Fantastic Mr. Fox Box Office

If what's happening, is what I think is better not be.

We’ll let indieWire break it…

The only truly disappointing development this weekend was the expansion of Wes Anderson’s “Fantastic Mr. Fox.”  After two weekends of scorching per-theater-averages on 4 screens, the film – a stop-motion animated adaptation of the Roald Dahl book – went to 2,033 theaters and fell short of its initial promise.  “Mr. Fox” grossed $7,020,000 over the 3-day weekend, and $9,499,685 over the 5-day, averaging a less-than-fantastic $3,453 and $4,673, respectively.  While it has already nearly outgrossed Anderson’s last film, “The Darjeeling Limited,” its family-friendly appeal and potent limited release suggested even greater things.  Instead, the likes of “Old Dogs” and “Ninja Assassin” found much greater per-theater-averages.


On the plus side, Fantastic Mr.

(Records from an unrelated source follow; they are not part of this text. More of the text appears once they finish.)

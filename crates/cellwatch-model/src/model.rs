use std::collections::BTreeMap;

use serde::de::{MapAccess, Visitor};
use serde::ser::SerializeMap;
use serde::{Deserialize, Deserializer, Serialize, Serializer};

use crate::value::CellScalar;

/// Coordinate label (`A1`, `BC27`) → stored cell content.
pub type Sheet = BTreeMap<String, CellEntry>;

/// External-link index (`[n]` in formula text) → referenced workbook path.
pub type ExternalRefMap = BTreeMap<u32, String>;

/// A cell's stored content: formula text and/or a scalar value.
///
/// A missing component is absent, not empty-string. Cells where both
/// components are absent are never stored.
#[derive(Debug, Clone, Default, PartialEq, Serialize, Deserialize)]
pub struct CellEntry {
    #[serde(default)]
    pub formula: Option<String>,
    #[serde(default)]
    pub value: Option<CellScalar>,
}

impl CellEntry {
    pub fn formula(text: impl Into<String>) -> Self {
        CellEntry {
            formula: Some(text.into()),
            value: None,
        }
    }

    pub fn value(value: impl Into<CellScalar>) -> Self {
        CellEntry {
            formula: None,
            value: Some(value.into()),
        }
    }

    pub fn is_empty(&self) -> bool {
        self.formula.is_none() && self.value.is_none()
    }

    /// String form of the value component, used for change comparison.
    pub fn value_text(&self) -> Option<String> {
        self.value.as_ref().map(CellScalar::to_display_string)
    }
}

/// One worksheet's non-empty cells.
#[derive(Debug, Clone, PartialEq)]
pub struct Worksheet {
    pub name: String,
    pub cells: Sheet,
}

/// Normalised cell content of an entire workbook.
///
/// Worksheets keep the order they were read in (useful for reporting), but
/// order does not participate in equality or fingerprinting.
#[derive(Debug, Clone, Default)]
pub struct CellModel {
    sheets: Vec<Worksheet>,
}

impl CellModel {
    pub fn new() -> Self {
        CellModel::default()
    }

    /// Append a worksheet. Empty sheets are dropped, matching the extraction
    /// policy of omitting cells without content.
    pub fn push_sheet(&mut self, name: impl Into<String>, cells: Sheet) {
        if cells.is_empty() {
            return;
        }
        self.sheets.push(Worksheet {
            name: name.into(),
            cells,
        });
    }

    pub fn sheet(&self, name: &str) -> Option<&Sheet> {
        self.sheets.iter().find(|ws| ws.name == name).map(|ws| &ws.cells)
    }

    pub fn sheet_names(&self) -> impl Iterator<Item = &str> {
        self.sheets.iter().map(|ws| ws.name.as_str())
    }

    pub fn iter(&self) -> impl Iterator<Item = &Worksheet> {
        self.sheets.iter()
    }

    pub fn worksheet_count(&self) -> usize {
        self.sheets.len()
    }

    pub fn cell_count(&self) -> usize {
        self.sheets.iter().map(|ws| ws.cells.len()).sum()
    }

    pub fn is_empty(&self) -> bool {
        self.sheets.is_empty()
    }

    /// Name-keyed view, used for order-insensitive comparison and for the
    /// canonical fingerprint serialisation.
    pub fn as_sorted_map(&self) -> BTreeMap<&str, &Sheet> {
        self.sheets
            .iter()
            .map(|ws| (ws.name.as_str(), &ws.cells))
            .collect()
    }
}

impl PartialEq for CellModel {
    fn eq(&self, other: &Self) -> bool {
        self.as_sorted_map() == other.as_sorted_map()
    }
}

impl Serialize for CellModel {
    fn serialize<S: Serializer>(&self, serializer: S) -> Result<S::Ok, S::Error> {
        let mut map = serializer.serialize_map(Some(self.sheets.len()))?;
        for ws in &self.sheets {
            map.serialize_entry(&ws.name, &ws.cells)?;
        }
        map.end()
    }
}

impl<'de> Deserialize<'de> for CellModel {
    fn deserialize<D: Deserializer<'de>>(deserializer: D) -> Result<Self, D::Error> {
        struct ModelVisitor;

        impl<'de> Visitor<'de> for ModelVisitor {
            type Value = CellModel;

            fn expecting(&self, f: &mut std::fmt::Formatter<'_>) -> std::fmt::Result {
                f.write_str("a map of worksheet name to cells")
            }

            fn visit_map<A: MapAccess<'de>>(self, mut access: A) -> Result<Self::Value, A::Error> {
                let mut model = CellModel::new();
                while let Some((name, cells)) = access.next_entry::<String, Sheet>()? {
                    model.push_sheet(name, cells);
                }
                Ok(model)
            }
        }

        deserializer.deserialize_map(ModelVisitor)
    }
}

/// The persisted last-known content of a watched document.
///
/// `content_hash` is always the fingerprint of `cells`. Baselines are keyed by
/// the document's *basename*: two watched documents sharing a basename collide
/// on the same baseline file and the last writer wins.
#[derive(Debug, Clone, PartialEq, Serialize, Deserialize)]
pub struct Baseline {
    #[serde(default)]
    pub last_author: Option<String>,
    pub content_hash: String,
    pub cells: CellModel,
}

impl Baseline {
    pub fn new(last_author: Option<String>, cells: CellModel) -> Self {
        let content_hash = crate::fingerprint(&cells);
        Baseline {
            last_author,
            content_hash,
            cells,
        }
    }
}

/// One semantic cell-level difference between two snapshots.
#[derive(Debug, Clone, PartialEq)]
pub struct CellChange {
    pub worksheet: String,
    pub coordinate: String,
    pub old_formula: Option<String>,
    pub old_value: Option<String>,
    pub new_formula: Option<String>,
    pub new_value: Option<String>,
}

#[cfg(test)]
mod tests {
    use super::*;
    use pretty_assertions::assert_eq;

    fn sheet(entries: &[(&str, CellEntry)]) -> Sheet {
        entries
            .iter()
            .map(|(k, v)| (k.to_string(), v.clone()))
            .collect()
    }

    #[test]
    fn sheet_order_is_preserved_but_not_semantic() {
        let cells = sheet(&[("A1", CellEntry::value("x"))]);

        let mut forward = CellModel::new();
        forward.push_sheet("First", cells.clone());
        forward.push_sheet("Second", cells.clone());

        let mut reverse = CellModel::new();
        reverse.push_sheet("Second", cells.clone());
        reverse.push_sheet("First", cells);

        let forward_names: Vec<_> = forward.sheet_names().collect();
        assert_eq!(forward_names, vec!["First", "Second"]);

        assert_eq!(forward, reverse);
    }

    #[test]
    fn empty_sheets_are_dropped() {
        let mut model = CellModel::new();
        model.push_sheet("Empty", Sheet::new());
        assert!(model.is_empty());
    }

    #[test]
    fn cell_entry_serializes_both_components() {
        let entry = CellEntry::value("hello");
        let json = serde_json::to_string(&entry).unwrap();
        assert_eq!(json, r#"{"formula":null,"value":"hello"}"#);

        let entry = CellEntry::formula("=SUM(A1:A3)");
        let json = serde_json::to_string(&entry).unwrap();
        assert_eq!(json, r#"{"formula":"=SUM(A1:A3)","value":null}"#);
    }

    #[test]
    fn model_round_trips_through_json() {
        let mut model = CellModel::new();
        model.push_sheet(
            "Sheet1",
            sheet(&[
                ("A1", CellEntry::value("hello")),
                ("B2", CellEntry::formula("=A1")),
            ]),
        );

        let json = serde_json::to_string(&model).unwrap();
        let back: CellModel = serde_json::from_str(&json).unwrap();
        assert_eq!(model, back);
    }

    #[test]
    fn baseline_hash_matches_cells() {
        let mut model = CellModel::new();
        model.push_sheet("Sheet1", sheet(&[("A1", CellEntry::value(1i64))]));
        let baseline = Baseline::new(Some("alice".into()), model.clone());
        assert_eq!(baseline.content_hash, crate::fingerprint(&model));
    }
}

Fox has garnered Wes the best reviews of his career. The film is currently holding an 83 at Metacritic and a 92 at Rotten Tomatoes, the best scores he’s received from either of those review aggregating sites.

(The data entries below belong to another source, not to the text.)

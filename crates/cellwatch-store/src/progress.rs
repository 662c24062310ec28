use std::fs;
use std::io;
use std::path::{Path, PathBuf};

use chrono::Local;
use serde::{Deserialize, Serialize};
use tracing::warn;

/// Snapshot of a batch build's position, persisted after every file.
#[derive(Debug, Clone, PartialEq, Eq, Serialize, Deserialize)]
pub struct BuildProgress {
    pub timestamp: String,
    pub completed: usize,
    pub total: usize,
}

/// The single-file resume record for the baseline builder.
pub struct ProgressLog {
    path: PathBuf,
}

impl ProgressLog {
    pub fn new(path: impl Into<PathBuf>) -> Self {
        ProgressLog { path: path.into() }
    }

    pub fn path(&self) -> &Path {
        &self.path
    }

    /// Load a previous run's record. Absent or unreadable records both mean
    /// "no resume point" — a stale or corrupt record must never block a build.
    pub fn load(&self) -> Option<BuildProgress> {
        let json = match fs::read_to_string(&self.path) {
            Ok(json) => json,
            Err(err) if err.kind() == io::ErrorKind::NotFound => return None,
            Err(err) => {
                warn!(path = %self.path.display(), error = %err, "cannot read progress record");
                return None;
            }
        };
        match serde_json::from_str(&json) {
            Ok(progress) => Some(progress),
            Err(err) => {
                warn!(path = %self.path.display(), error = %err, "malformed progress record");
                None
            }
        }
    }

    pub fn save(&self, completed: usize, total: usize) -> io::Result<()> {
        if let Some(parent) = self.path.parent() {
            if !parent.as_os_str().is_empty() {
                fs::create_dir_all(parent)?;
            }
        }
        let progress = BuildProgress {
            timestamp: Local::now().format("%Y-%m-%dT%H:%M:%S").to_string(),
            completed,
            total,
        };
        let json = serde_json::to_string(&progress).map_err(io::Error::other)?;
        fs::write(&self.path, json)
    }

    /// Remove the record; idempotent.
    pub fn clear(&self) {
        if let Err(err) = fs::remove_file(&self.path) {
            if err.kind() != io::ErrorKind::NotFound {
                warn!(path = %self.path.display(), error = %err, "cannot remove progress record");
            }
        }
    }
}

#[cfg(test)]
mod tests {
    use super::*;

    #[test]
    fn save_load_clear_cycle() {
        let dir = tempfile::tempdir().unwrap();
        let log = ProgressLog::new(dir.path().join("baseline_progress.log"));

        assert_eq!(log.load(), None);

        log.save(37, 100).unwrap();
        let progress = log.load().unwrap();
        assert_eq!(progress.completed, 37);
        assert_eq!(progress.total, 100);
        assert!(!progress.timestamp.is_empty());

        log.clear();
        assert_eq!(log.load(), None);
        // Clearing twice is fine.
        log.clear();
    }

    #[test]
    fn malformed_record_is_ignored() {
        let dir = tempfile::tempdir().unwrap();
        let path = dir.path().join("progress.log");
        fs::write(&path, "{not json").unwrap();

        let log = ProgressLog::new(&path);
        assert_eq!(log.load(), None);
    }
}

The only thing to do now is to tell your cussing friends.

7 Replies to “Fantastic Mr. Fox Box Office”

  1. After seeing those soul-crushing numbers this morning, I took the time to average the box office numbers of Wes’s films, which are as follows:

    Bottle Rocket (1996)
    Budget: $7 mil
    Gross: $1.5 mil

    Rushmore (1998)
    Budget: $20 mil
    Gross: $17 mil

    The Royal Tenenbaums (2001)
    Budget: $21 mil
    Gross: $52 mil ($71 mil worldwide)

    The Life Aquatic with Steve Zissou (2004)
    Budget: $50 mil
    Gross: $24 mil ($35 mil worldwide)

    The Darjeeling Limited (2007)
    Budget: $17.5 mil
    Gross: $12 mil ($35 mil worldwide)

    Fantastic Mr. Fox (2009)
    Budget: $40 mil
    Gross: ?

    This adds up to an average loss of $9 million per film in the U.S., or a profit of $8.9 internationally. (Only Royal Tenenbaums made a profit in the U.S.) While this has to be depressing as a director, it’s encouraging for us fans–fiscal disappointment hasn’t stopped Wes before, and it certainly shouldn’t now. Fantastic Mr. Fox is performing about as well as any of his films have.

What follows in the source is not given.